The case brought included claims against KCM and Vedanta under Zambian common and statutory laws, and against Vedanta on grounds of English law negligence.  The justification for the latter was, in summary, that Vedanta had sufficiently intervened in the management of KCM and the mine to the extent that it had assumed a duty of care towards the claimants sufficient to establish an action in negligence against Vedanta for breach of that duty of care.

Vedanta and KCM challenged jurisdiction and the ability of the claimants to seize the English courts in bringing their claims.  Given the jurisdictional objection, the Vedanta judgments to date have focused on this jurisdictional issue.  The latest instalment in the case is a decision of the UK Supreme Court handed down last year.  The Supreme Court ruled that jurisdiction had been established by the claimants, opening the way for a trial on the substantive issues to proceed before the High Court, including the key issue of whether Vedanta did owe the alleged duty of care.  The matter is now proceeding before the High Court, and is at an early stage.

 

The issue of a duty of care

That judgment of the High Court on the matters of substance in dispute is thus hotly anticipated.  In seeking to assert jurisdiction, however, the claimants were required to demonstrate that their pleaded case disclosed a real triable issue.  The judgment of the UK Supreme Court therefore offers some useful commentary on the question of the duty of care.

The Supreme Court confirmed that the alleged duty of care in question did not require the establishment of a new category of common law negligence.  In short, it stated that there is nothing special about the parent/subsidiary corporate relationship in the context of the law of negligence.  Rather, the usual principles of whether a party owes a duty of care to another in respect of the actions of a third party should apply when assessing the issue in that context.
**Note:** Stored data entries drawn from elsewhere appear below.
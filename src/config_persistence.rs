//! File-backed [`ConfigStore`] that keeps user comments and formatting intact.
//!
//! Dotted keys such as `filebrowser.enabled` map to a `[filebrowser]` table
//! with an `enabled` entry. Reads go through a parsed `toml::Table`, writes
//! are applied to a `toml_edit` document so unrelated content survives.

use std::path::{Path, PathBuf};

use log::warn;
use toml_edit::{value, DocumentMut, Item, Table};

use crate::config::ConfigStore;

fn split_key(key: &str) -> (Option<&str>, &str) {
    match key.split_once('.') {
        Some((section, name)) if !section.is_empty() && !name.is_empty() => (Some(section), name),
        _ => (None, key),
    }
}

fn set_table_value_preserving_decor(table: &mut Table, key: &str, item: Item) {
    let existing_value_decor = table
        .get(key)
        .and_then(|current| current.as_value().map(|value| value.decor().clone()));
    table[key] = item;
    if let Some(existing_value_decor) = existing_value_decor {
        if let Some(next_value) = table[key].as_value_mut() {
            *next_value.decor_mut() = existing_value_decor;
        }
    }
}

fn ensure_section_table<'a>(document: &'a mut DocumentMut, key: &str) -> &'a mut Table {
    let root = document.as_table_mut();
    let should_replace = !matches!(root.get(key), Some(item) if item.is_table());
    if should_replace {
        root.insert(key, Item::Table(Table::new()));
    }
    root.get_mut(key)
        .and_then(Item::as_table_mut)
        .expect("section table inserted above")
}

fn ensure_values_section<'a>(values: &'a mut toml::Table, key: &str) -> &'a mut toml::Table {
    let is_table = matches!(values.get(key), Some(toml::Value::Table(_)));
    if !is_table {
        values.insert(key.to_string(), toml::Value::Table(toml::Table::new()));
    }
    values
        .get_mut(key)
        .and_then(toml::Value::as_table_mut)
        .expect("section table inserted above")
}

#[derive(Debug, Clone, Default)]
pub struct TomlConfigStore {
    path: Option<PathBuf>,
    values: toml::Table,
    document: DocumentMut,
}

impl TomlConfigStore {
    /// Store without a backing file; `persist` is a no-op.
    pub fn in_memory() -> Self {
        Self::default()
    }

    pub fn from_toml_str(text: &str) -> Result<Self, String> {
        let values = toml::from_str::<toml::Table>(text)
            .map_err(|err| format!("failed to parse config as TOML table: {}", err))?;
        let document = text
            .parse::<DocumentMut>()
            .map_err(|err| format!("failed to parse config as TOML document: {}", err))?;
        Ok(Self {
            path: None,
            values,
            document,
        })
    }

    /// Opens `path`. Missing or unparseable files start an empty store that
    /// will overwrite the file on the next `persist`.
    pub fn open(path: &Path) -> Self {
        let text = match std::fs::read_to_string(path) {
            Ok(text) => text,
            Err(err) => {
                warn!(
                    "Failed to read config file {}. Using defaults. error={}",
                    path.display(),
                    err
                );
                return Self {
                    path: Some(path.to_path_buf()),
                    ..Self::default()
                };
            }
        };
        match Self::from_toml_str(&text) {
            Ok(store) => Self {
                path: Some(path.to_path_buf()),
                ..store
            },
            Err(err) => {
                warn!(
                    "Failed to parse config file {}. Using defaults. error={}",
                    path.display(),
                    err
                );
                Self {
                    path: Some(path.to_path_buf()),
                    ..Self::default()
                }
            }
        }
    }

    pub fn path(&self) -> Option<&Path> {
        self.path.as_deref()
    }

    pub fn to_toml_string(&self) -> String {
        self.document.to_string()
    }

    pub fn persist(&self) -> Result<(), String> {
        let Some(path) = self.path.as_deref() else {
            return Ok(());
        };
        if let Some(parent) = path.parent().filter(|parent| !parent.as_os_str().is_empty()) {
            crate::utils::ensure_dir_all(parent)?;
        }
        std::fs::write(path, self.to_toml_string())
            .map_err(|err| format!("failed to persist config to {}: {}", path.display(), err))
    }

    fn lookup(&self, key: &str) -> Option<&toml::Value> {
        match split_key(key) {
            (Some(section), name) => self.values.get(section)?.as_table()?.get(name),
            (None, name) => self.values.get(name),
        }
    }

    fn store(&mut self, key: &str, next: toml::Value, item: Item) {
        match split_key(key) {
            (Some(section), name) => {
                ensure_values_section(&mut self.values, section).insert(name.to_string(), next);
                let table = ensure_section_table(&mut self.document, section);
                set_table_value_preserving_decor(table, name, item);
            }
            (None, name) => {
                self.values.insert(name.to_string(), next);
                set_table_value_preserving_decor(self.document.as_table_mut(), name, item);
            }
        }
    }
}

impl ConfigStore for TomlConfigStore {
    fn get_int(&self, key: &str, default: i64) -> i64 {
        match self.lookup(key) {
            Some(toml::Value::Integer(value)) => *value,
            Some(toml::Value::Boolean(flag)) => i64::from(*flag),
            Some(toml::Value::String(text)) => text.trim().parse().unwrap_or(default),
            _ => default,
        }
    }

    fn get_str(&self, key: &str, default: &str) -> String {
        match self.lookup(key) {
            Some(toml::Value::String(text)) => text.clone(),
            Some(toml::Value::Integer(value)) => value.to_string(),
            Some(toml::Value::Boolean(flag)) => i64::from(*flag).to_string(),
            _ => default.to_string(),
        }
    }

    fn set_int(&mut self, key: &str, next: i64) {
        if self.lookup(key) == Some(&toml::Value::Integer(next)) {
            return;
        }
        self.store(key, toml::Value::Integer(next), value(next));
    }

    fn set_str(&mut self, key: &str, next: &str) {
        if matches!(self.lookup(key), Some(toml::Value::String(current)) if current == next) {
            return;
        }
        self.store(key, toml::Value::String(next.to_string()), value(next));
    }
}
impl<M: TreeModel> FileBrowser<M> {
    pub fn new(model: M, settings: BrowserSettings, filter: FilterPolicy, icons: IconCache) -> Self {
        Self {
            model,
            settings,
            filter,
            icons,
            bookmarks_file: bookmarks::bookmarks_file(),
            expanded: ExpandedPaths::new(),
            address: String::new(),
            address_invalid: false,
            bookmarks_node: None,
            bookmarks_separator: None,
            bookmarks_expanded: false,
        }
    }

    pub fn model(&self) -> &M {
        &self.model
    }

    pub fn model_mut(&mut self) -> &mut M {
        &mut self.model
    }

    pub fn settings(&self) -> &BrowserSettings {
        &self.settings
    }

    pub fn filter(&self) -> &FilterPolicy {
        &self.filter
    }

    pub fn icon_cache(&self) -> &IconCache {
        &self.icons
    }

    /// Takes effect on the next browse; callers usually follow with `refresh`.
    pub fn apply_settings(&mut self, settings: BrowserSettings, filter: FilterPolicy) {
        self.settings = settings;
        self.filter = filter;
    }

    pub fn set_bookmarks_file(&mut self, path: PathBuf) {
        self.bookmarks_file = path;
    }

    pub fn bookmarks_file(&self) -> &Path {
        &self.bookmarks_file
    }

    /// Current root directory as shown in the address field.
    pub fn address(&self) -> &str {
        &self.address
    }

    /// Set when the last chroot target was rejected; cleared by the next valid one.
    pub fn address_invalid(&self) -> bool {
        self.address_invalid
    }

    pub fn bookmarks_node(&self) -> Option<NodeId> {
        self.bookmarks_node.filter(|node| self.model.is_valid(*node))
    }

    pub fn expanded_paths(&self) -> &ExpandedPaths {
        &self.expanded
    }

    pub fn set_expanded_paths(&mut self, expanded: ExpandedPaths) {
        self.expanded = expanded;
    }

    fn icon_for(&self, path: &Path) -> Option<Icon> {
        if !self.settings.show_icons {
            return None;
        }
        Some(
            self.icons
                .icon_for_path(path, &self.settings.coverart_names, self.settings.icon_size),
        )
    }

    fn is_bookmarks_root(&self, node: NodeId) -> bool {
        self.bookmarks_node() == Some(node)
    }

    fn node_path(&self, node: NodeId) -> Option<PathBuf> {
        self.model.uri(node).map(Path::to_path_buf)
    }

    /// Changes the displayed root. `None` re-browses the current root.
    pub fn chroot(&mut self, directory: Option<&str>) -> ChrootOutcome {
        let requested = directory.unwrap_or(&self.address);
        let mut normalized = utils::strip_trailing_separator(requested.trim());
        if normalized.is_empty() {
            normalized = MAIN_SEPARATOR.to_string();
        }

        if !Path::new(&normalized).is_dir() {
            debug!("Not a directory: {}", normalized);
            self.address_invalid = true;
            return ChrootOutcome::InvalidPath;
        }
        self.address_invalid = false;
        self.address = normalized;

        let root = PathBuf::from(&self.address);
        info!("Browsing {}", root.display());
        self.browse(&root, None);
        ChrootOutcome::Rebuilt
    }

    pub fn refresh(&mut self) -> ChrootOutcome {
        self.chroot(None)
    }

    /// Re-browses a selected directory row, or the whole tree without one.
    pub fn refresh_node(&mut self, node: Option<NodeId>) {
        match node.and_then(|node| self.node_path(node).map(|path| (node, path))) {
            Some((node, path)) if path.is_dir() => self.browse(&path, Some(node)),
            _ => {
                let root = PathBuf::from(&self.address);
                self.browse(&root, None);
            }
        }
    }

    pub fn go_up(&mut self) -> ChrootOutcome {
        let parent = utils::parent_dir(&self.address);
        self.chroot(Some(&parent))
    }

    pub fn go_home(&mut self) -> ChrootOutcome {
        let home = utils::home_dir();
        self.chroot(Some(&home.to_string_lossy()))
    }

    pub fn go_root(&mut self) -> ChrootOutcome {
        self.chroot(Some(&MAIN_SEPARATOR.to_string()))
    }

    pub fn go_default(&mut self) -> ChrootOutcome {
        let dir = default_dir(&self.settings.default_path);
        self.chroot(Some(&dir.to_string_lossy()))
    }

    /// (Re)populates `parent`'s children from `directory`; `None` means the
    /// top level, which also reloads the bookmarks section.
    pub fn browse(&mut self, directory: &Path, parent: Option<NodeId>) {
        if let Some(parent) = parent {
            if !self.model.is_valid(parent) {
                debug!("Skipping browse of {} for a removed row", directory.display());
                return;
            }
            if self.is_bookmarks_root(parent) {
                self.load_bookmarks();
                return;
            }
        }

        let was_expanded = parent.is_some_and(|parent| self.model.is_expanded(parent));
        if parent.is_none() {
            self.remember_bookmarks_state();
            self.model.clear();
            self.bookmarks_node = None;
            self.bookmarks_separator = None;
        } else {
            self.model.clear_children(parent);
        }

        let new_dirs = self.populate(directory, parent);

        if let Some(parent) = parent {
            if was_expanded {
                self.model.set_expanded(parent, true);
            }
        }
        self.restore_expanded(&new_dirs);

        if parent.is_none() {
            self.load_bookmarks();
        }
    }

    /// Inserts rows for `directory` under `parent` and returns the new
    /// directory rows.
    fn populate(&mut self, directory: &Path, parent: Option<NodeId>) -> Vec<NodeId> {
        let Some(names) = utils::get_file_list(directory).filter(|names| !names.is_empty())
        else {
            self.model.prepend(parent, Row::placeholder(EMPTY_LABEL));
            return Vec::new();
        };

        let mut last_dir: Option<NodeId> = None;
        let mut new_dirs = Vec::new();
        let mut inserted = 0usize;
        for raw_name in names {
            let path = directory.join(&raw_name);
            let name = utils::utf8_from_os(&raw_name);
            if check_hidden(&path, self.settings.show_hidden) {
                continue;
            }
            if path.is_dir() {
                let icon = self.icon_for(&path);
                let row = Row::entry(name, path, icon);
                let Some(node) = self.model.insert_after(parent, last_dir, row) else {
                    continue;
                };
                self.model.prepend(Some(node), Row::placeholder(EMPTY_LABEL));
                last_dir = Some(node);
                new_dirs.push(node);
                inserted += 1;
            } else if self.filter.check_filtered(&name) {
                let icon = self.icon_for(&path);
                let row = Row::entry(name, path, icon);
                if self.model.append(parent, row).is_some() {
                    inserted += 1;
                }
            }
        }

        if inserted == 0 {
            self.model.prepend(parent, Row::placeholder(ALL_HIDDEN_LABEL));
        }
        new_dirs
    }

    /// Re-expands rows whose path is in the persisted set, recursively.
    fn restore_expanded(&mut self, nodes: &[NodeId]) {
        for node in nodes {
            let Some(path) = self.node_path(*node) else {
                continue;
            };
            if self.expanded.contains(&path) {
                self.expand_node(*node, &path);
            }
        }
    }

    fn expand_node(&mut self, node: NodeId, path: &Path) {
        self.model.set_expanded(node, true);
        self.browse(path, Some(node));
        self.model.set_expanded(node, true);
        let icon = self.icon_for(path);
        self.model.set_icon(node, icon);
    }

    fn remember_bookmarks_state(&mut self) {
        if let Some(node) = self.bookmarks_node() {
            self.bookmarks_expanded = self.model.is_expanded(node);
        }
    }

    fn remove_bookmarks_section(&mut self) {
        for node in [self.bookmarks_node.take(), self.bookmarks_separator.take()]
            .into_iter()
            .flatten()
        {
            self.model.remove(node);
        }
    }

    /// Builds or refreshes the "Bookmarks" section at the top of the tree.
    pub fn load_bookmarks(&mut self) {
        if !self.settings.show_bookmarks {
            self.remove_bookmarks_section();
            return;
        }
        let Some(entries) = bookmarks::read_bookmarks(&self.bookmarks_file) else {
            return;
        };

        let root = match self.bookmarks_node() {
            Some(root) => {
                self.bookmarks_expanded = self.model.is_expanded(root);
                self.model.clear_children(Some(root));
                root
            }
            None => {
                let icon = self.settings.show_icons.then_some(Icon::Bookmarks);
                let row = Row {
                    icon,
                    ..Row::placeholder(BOOKMARKS_LABEL)
                };
                let Some(root) = self.model.prepend(None, row) else {
                    return;
                };
                self.bookmarks_node = Some(root);
                self.bookmarks_separator =
                    self.model.insert_after(None, Some(root), Row::separator());
                root
            }
        };

        let mut new_dirs = Vec::new();
        for bookmark in entries {
            let icon = self.settings.show_icons.then_some(Icon::Folder);
            let Some(node) = self
                .model
                .append(Some(root), Row::entry(bookmark.name, bookmark.path, icon))
            else {
                continue;
            };
            self.model.append(Some(node), Row::placeholder(EMPTY_LABEL));
            new_dirs.push(node);
        }

        if self.bookmarks_expanded {
            self.model.set_expanded(root, true);
            self.restore_expanded(&new_dirs);
        }
    }

    /// The view expanded `node`: populate it and remember the path.
    pub fn row_expanded(&mut self, node: NodeId) {
        if self.is_bookmarks_root(node) {
            self.model.set_expanded(node, true);
            self.bookmarks_expanded = true;
            return;
        }
        let Some(path) = self.node_path(node) else {
            return;
        };
        if !path.is_dir() {
            return;
        }
        self.expanded.insert(&path);
        self.expand_node(node, &path);
    }

    pub fn row_collapsed(&mut self, node: NodeId) {
        self.model.set_expanded(node, false);
        if self.is_bookmarks_root(node) {
            self.bookmarks_expanded = false;
            return;
        }
        let Some(path) = self.node_path(node) else {
            return;
        };
        self.expanded.remove(&path);
        let icon = self.icon_for(&path);
        self.model.set_icon(node, icon);
    }

    /// Selecting a directory populates it; a row whose path vanished is removed.
    pub fn selection_changed(&mut self, node: NodeId) {
        let Some(path) = self.node_path(node) else {
            return;
        };
        if !path.exists() {
            debug!("Removing vanished entry {}", path.display());
            self.model.remove(node);
            return;
        }
        if path.is_dir() {
            self.browse(&path, Some(node));
        }
    }

    /// Double-click: enter the directory, or toggle it when chroot-on-activate is off.
    pub fn row_activated(&mut self, node: NodeId) -> Option<ChrootOutcome> {
        let path = self.node_path(node)?;
        if !path.is_dir() {
            return None;
        }
        if self.settings.chroot_on_dclick {
            return Some(self.chroot(Some(&path.to_string_lossy())));
        }
        if self.model.is_expanded(node) {
            self.row_collapsed(node);
        } else {
            self.row_expanded(node);
        }
        None
    }

    /// Expands every directory row loaded so far, one level deep.
    pub fn expand_all(&mut self) {
        for node in self.model.descendants(None) {
            if !self.model.is_valid(node) || self.model.is_expanded(node) {
                continue;
            }
            if self.is_bookmarks_root(node) || self.model.has_children(node) {
                self.row_expanded(node);
            }
        }
    }

    pub fn collapse_all(&mut self) {
        for node in self.model.descendants(None) {
            if self.model.is_expanded(node) {
                self.row_collapsed(node);
            }
        }
    }

    /// Finds the loaded row for `path`, preferring the main tree over bookmarks.
    pub fn find_node(&self, path: &Path) -> Option<NodeId> {
        let bookmarks = self.bookmarks_node();
        let mut fallback = None;
        for top in self.model.children(None) {
            let in_bookmarks = Some(top) == bookmarks;
            let candidates = std::iter::once(top).chain(self.model.descendants(Some(top)));
            for node in candidates {
                if self.model.uri(node) != Some(path) {
                    continue;
                }
                if !in_bookmarks {
                    return Some(node);
                }
                fallback = fallback.or(Some(node));
            }
        }
        fallback
    }

    /// Expands the loaded row for `path`; returns false when none is loaded.
    pub fn expand_path(&mut self, path: &Path) -> bool {
        match self.find_node(path) {
            Some(node) => {
                self.row_expanded(node);
                true
            }
            None => false,
        }
    }

    pub fn selected_paths(&self, nodes: &[NodeId]) -> Vec<PathBuf> {
        nodes
            .iter()
            .filter_map(|node| self.node_path(*node))
            .collect()
    }

    /// Drag-and-drop payload for the selected rows.
    pub fn drag_payload(&self, nodes: &[NodeId]) -> String {
        file_uri::drag_payload(&self.selected_paths(nodes))
    }
}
While differing on some immaterial aspects, the Supreme Court endorsed the view taken in the earlier judgments of the English High Court and Court of Appeal that whether Vedanta had incurred a duty of care would likely depend upon a careful examination of the facts and documents. In these earlier judgments, the courts were referred to various matters on that question as part of their assessment as to whether there was a serious issue to be tried.

These included that Vedanta had:

  • provided financial support to KCM
  • released various public statements emphasising its commitment to address environmental risks and technical shortcomings in KCM’s mining infrastructure
  • exercised control over KCM, per the witness evidence of a former employee
  • provided health, safety and environmental training across its group companies
  • published a sustainability report which emphasised how the board of directors of the parent Vedanta company had oversight over its subsidiaries and
  • entered into a management services agreement with KCM, under which it was obliged to provide various services to KCM, including related to the training of KCM employees.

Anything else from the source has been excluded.